Problem description: Go through the data and say how many lines include the string "Duration"; return only the figure.

Records:
◇ ◇ ◇ ◇
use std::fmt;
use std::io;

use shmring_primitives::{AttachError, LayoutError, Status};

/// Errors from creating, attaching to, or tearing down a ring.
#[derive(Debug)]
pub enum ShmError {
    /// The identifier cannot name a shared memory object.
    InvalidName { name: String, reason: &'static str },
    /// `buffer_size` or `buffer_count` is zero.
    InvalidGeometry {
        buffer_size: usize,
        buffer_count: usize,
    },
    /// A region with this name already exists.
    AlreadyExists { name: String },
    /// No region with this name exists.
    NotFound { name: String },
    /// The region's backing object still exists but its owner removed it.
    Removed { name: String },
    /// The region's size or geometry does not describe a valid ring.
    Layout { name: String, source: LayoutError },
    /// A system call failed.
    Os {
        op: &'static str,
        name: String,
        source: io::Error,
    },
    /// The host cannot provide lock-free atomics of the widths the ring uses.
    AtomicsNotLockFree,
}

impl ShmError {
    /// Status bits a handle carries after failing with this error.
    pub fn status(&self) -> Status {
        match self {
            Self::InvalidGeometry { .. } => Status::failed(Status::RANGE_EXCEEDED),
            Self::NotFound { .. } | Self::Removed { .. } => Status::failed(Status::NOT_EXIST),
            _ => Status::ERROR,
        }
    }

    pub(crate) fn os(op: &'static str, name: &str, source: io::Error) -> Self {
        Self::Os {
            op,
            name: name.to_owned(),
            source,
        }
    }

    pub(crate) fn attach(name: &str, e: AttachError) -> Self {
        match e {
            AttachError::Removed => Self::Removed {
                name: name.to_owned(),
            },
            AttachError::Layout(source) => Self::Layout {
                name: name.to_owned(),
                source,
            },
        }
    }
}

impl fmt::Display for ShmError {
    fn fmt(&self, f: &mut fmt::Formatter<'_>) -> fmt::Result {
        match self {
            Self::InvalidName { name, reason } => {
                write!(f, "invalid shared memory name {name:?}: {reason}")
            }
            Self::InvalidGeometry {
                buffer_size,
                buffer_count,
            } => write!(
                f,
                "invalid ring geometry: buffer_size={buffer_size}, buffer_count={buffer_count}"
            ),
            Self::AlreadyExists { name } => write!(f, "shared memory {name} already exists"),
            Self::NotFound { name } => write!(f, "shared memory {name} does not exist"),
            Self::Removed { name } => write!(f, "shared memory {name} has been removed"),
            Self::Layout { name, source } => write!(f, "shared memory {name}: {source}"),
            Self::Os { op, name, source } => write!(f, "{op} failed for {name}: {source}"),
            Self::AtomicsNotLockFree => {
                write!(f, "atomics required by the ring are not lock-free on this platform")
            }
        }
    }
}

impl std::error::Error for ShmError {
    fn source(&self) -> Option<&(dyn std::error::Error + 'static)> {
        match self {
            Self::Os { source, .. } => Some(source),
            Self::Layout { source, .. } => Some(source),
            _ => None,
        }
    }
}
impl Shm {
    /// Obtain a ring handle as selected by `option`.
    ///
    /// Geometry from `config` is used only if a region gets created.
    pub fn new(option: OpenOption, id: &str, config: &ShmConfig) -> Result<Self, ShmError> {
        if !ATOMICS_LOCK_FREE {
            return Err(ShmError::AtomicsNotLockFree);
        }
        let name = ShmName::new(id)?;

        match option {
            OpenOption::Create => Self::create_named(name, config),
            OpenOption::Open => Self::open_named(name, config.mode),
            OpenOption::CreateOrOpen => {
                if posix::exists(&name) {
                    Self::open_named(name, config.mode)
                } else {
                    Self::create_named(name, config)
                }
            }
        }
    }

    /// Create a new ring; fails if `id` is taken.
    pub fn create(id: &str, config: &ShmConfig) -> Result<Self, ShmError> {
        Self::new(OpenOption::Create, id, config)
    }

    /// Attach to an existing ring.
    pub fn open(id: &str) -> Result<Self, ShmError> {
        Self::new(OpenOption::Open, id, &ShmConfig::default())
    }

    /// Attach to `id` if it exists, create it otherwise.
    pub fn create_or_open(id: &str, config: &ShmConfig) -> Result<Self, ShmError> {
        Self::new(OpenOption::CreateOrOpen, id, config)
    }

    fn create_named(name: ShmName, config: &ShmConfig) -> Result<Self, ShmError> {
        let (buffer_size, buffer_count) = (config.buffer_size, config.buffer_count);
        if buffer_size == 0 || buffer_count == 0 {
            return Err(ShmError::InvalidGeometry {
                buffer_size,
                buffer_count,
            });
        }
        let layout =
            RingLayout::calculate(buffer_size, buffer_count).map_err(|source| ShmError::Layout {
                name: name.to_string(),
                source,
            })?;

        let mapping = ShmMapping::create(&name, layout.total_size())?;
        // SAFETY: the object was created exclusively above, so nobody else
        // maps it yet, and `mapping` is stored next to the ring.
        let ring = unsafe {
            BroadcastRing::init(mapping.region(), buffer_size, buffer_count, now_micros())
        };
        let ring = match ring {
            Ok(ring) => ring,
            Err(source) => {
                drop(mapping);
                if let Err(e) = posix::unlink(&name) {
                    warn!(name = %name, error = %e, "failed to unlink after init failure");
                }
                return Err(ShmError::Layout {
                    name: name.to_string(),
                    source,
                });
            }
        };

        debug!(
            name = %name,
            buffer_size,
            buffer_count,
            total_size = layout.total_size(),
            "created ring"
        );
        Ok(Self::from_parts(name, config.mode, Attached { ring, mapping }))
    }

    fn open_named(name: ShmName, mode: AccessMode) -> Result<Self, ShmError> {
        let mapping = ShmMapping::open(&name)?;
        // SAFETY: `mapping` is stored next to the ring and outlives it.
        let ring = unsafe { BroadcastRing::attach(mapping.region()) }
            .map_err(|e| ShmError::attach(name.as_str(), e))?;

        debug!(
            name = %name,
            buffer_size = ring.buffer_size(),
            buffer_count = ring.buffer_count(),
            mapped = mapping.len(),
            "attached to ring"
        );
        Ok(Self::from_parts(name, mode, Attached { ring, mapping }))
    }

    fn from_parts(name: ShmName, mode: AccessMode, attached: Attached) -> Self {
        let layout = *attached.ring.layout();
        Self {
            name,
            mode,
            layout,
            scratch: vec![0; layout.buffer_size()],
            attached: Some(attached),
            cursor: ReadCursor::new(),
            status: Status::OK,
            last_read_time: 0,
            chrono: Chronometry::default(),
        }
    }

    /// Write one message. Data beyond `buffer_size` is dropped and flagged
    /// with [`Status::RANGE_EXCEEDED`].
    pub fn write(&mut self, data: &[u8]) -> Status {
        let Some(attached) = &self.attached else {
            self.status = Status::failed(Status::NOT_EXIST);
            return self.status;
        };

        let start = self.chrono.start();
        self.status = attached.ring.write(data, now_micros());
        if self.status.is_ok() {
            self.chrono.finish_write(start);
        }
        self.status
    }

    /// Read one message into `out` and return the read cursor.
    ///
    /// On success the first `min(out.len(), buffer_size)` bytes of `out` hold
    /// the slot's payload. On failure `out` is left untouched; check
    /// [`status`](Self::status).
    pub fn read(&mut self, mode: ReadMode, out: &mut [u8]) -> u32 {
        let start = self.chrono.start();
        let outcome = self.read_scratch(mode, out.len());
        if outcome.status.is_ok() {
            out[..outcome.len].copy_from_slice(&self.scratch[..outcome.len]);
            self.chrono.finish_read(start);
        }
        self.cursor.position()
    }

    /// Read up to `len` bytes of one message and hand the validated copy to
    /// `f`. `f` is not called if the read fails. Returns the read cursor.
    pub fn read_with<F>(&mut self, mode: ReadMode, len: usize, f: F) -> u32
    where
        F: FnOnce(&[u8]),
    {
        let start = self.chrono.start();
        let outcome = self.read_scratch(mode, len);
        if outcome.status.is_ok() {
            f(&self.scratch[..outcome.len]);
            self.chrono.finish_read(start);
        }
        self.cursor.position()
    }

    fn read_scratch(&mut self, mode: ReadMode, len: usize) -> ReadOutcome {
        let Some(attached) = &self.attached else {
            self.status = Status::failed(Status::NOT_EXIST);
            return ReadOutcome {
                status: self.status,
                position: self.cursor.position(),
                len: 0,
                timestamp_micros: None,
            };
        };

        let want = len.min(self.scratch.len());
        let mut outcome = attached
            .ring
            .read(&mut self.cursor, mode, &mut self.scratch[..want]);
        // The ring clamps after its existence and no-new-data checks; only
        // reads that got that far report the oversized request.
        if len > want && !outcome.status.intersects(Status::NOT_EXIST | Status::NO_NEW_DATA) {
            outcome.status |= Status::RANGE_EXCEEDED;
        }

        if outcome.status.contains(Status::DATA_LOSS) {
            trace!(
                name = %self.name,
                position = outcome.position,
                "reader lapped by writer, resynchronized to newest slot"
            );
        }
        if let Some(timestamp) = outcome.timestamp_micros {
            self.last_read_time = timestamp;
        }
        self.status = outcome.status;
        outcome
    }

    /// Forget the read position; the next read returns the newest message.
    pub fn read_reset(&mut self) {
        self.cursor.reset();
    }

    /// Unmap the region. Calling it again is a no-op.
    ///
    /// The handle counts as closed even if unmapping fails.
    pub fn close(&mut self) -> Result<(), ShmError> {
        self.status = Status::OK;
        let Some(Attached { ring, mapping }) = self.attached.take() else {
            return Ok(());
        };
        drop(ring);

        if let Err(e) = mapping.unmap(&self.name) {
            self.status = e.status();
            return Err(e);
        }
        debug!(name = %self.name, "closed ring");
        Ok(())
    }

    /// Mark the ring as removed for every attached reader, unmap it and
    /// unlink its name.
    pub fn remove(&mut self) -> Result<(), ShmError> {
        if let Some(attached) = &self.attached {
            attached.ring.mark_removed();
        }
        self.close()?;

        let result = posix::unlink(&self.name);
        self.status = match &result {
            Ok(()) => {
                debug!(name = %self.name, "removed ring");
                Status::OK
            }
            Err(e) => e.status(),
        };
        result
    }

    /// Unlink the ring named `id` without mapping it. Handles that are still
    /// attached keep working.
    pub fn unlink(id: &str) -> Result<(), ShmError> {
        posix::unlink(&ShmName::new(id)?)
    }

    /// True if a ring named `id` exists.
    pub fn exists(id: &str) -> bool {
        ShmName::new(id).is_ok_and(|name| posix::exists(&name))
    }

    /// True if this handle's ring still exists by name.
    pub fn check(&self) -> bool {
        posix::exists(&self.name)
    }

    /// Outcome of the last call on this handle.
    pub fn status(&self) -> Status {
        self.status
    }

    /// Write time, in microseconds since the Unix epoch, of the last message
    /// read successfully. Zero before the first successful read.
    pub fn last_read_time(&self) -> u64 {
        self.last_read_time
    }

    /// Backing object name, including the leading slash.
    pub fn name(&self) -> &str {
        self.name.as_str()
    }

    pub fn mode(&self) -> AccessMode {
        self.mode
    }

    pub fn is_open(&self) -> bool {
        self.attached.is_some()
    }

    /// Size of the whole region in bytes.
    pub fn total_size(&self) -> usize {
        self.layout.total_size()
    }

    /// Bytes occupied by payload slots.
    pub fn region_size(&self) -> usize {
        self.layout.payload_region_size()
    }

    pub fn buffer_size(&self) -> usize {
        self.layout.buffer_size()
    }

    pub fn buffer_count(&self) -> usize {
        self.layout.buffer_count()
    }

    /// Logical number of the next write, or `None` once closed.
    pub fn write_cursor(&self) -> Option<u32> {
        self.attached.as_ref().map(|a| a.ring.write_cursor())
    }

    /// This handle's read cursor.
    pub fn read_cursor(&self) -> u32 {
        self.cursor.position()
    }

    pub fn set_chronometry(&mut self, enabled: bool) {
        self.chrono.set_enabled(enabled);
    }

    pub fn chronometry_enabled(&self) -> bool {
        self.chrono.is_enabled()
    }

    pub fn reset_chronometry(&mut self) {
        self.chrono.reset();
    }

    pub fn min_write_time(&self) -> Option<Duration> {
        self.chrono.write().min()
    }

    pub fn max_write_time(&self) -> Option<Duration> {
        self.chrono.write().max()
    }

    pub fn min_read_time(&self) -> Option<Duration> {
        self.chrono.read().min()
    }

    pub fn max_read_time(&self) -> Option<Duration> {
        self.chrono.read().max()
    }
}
◇ ◇ ◇ ◇
Expected answer: 4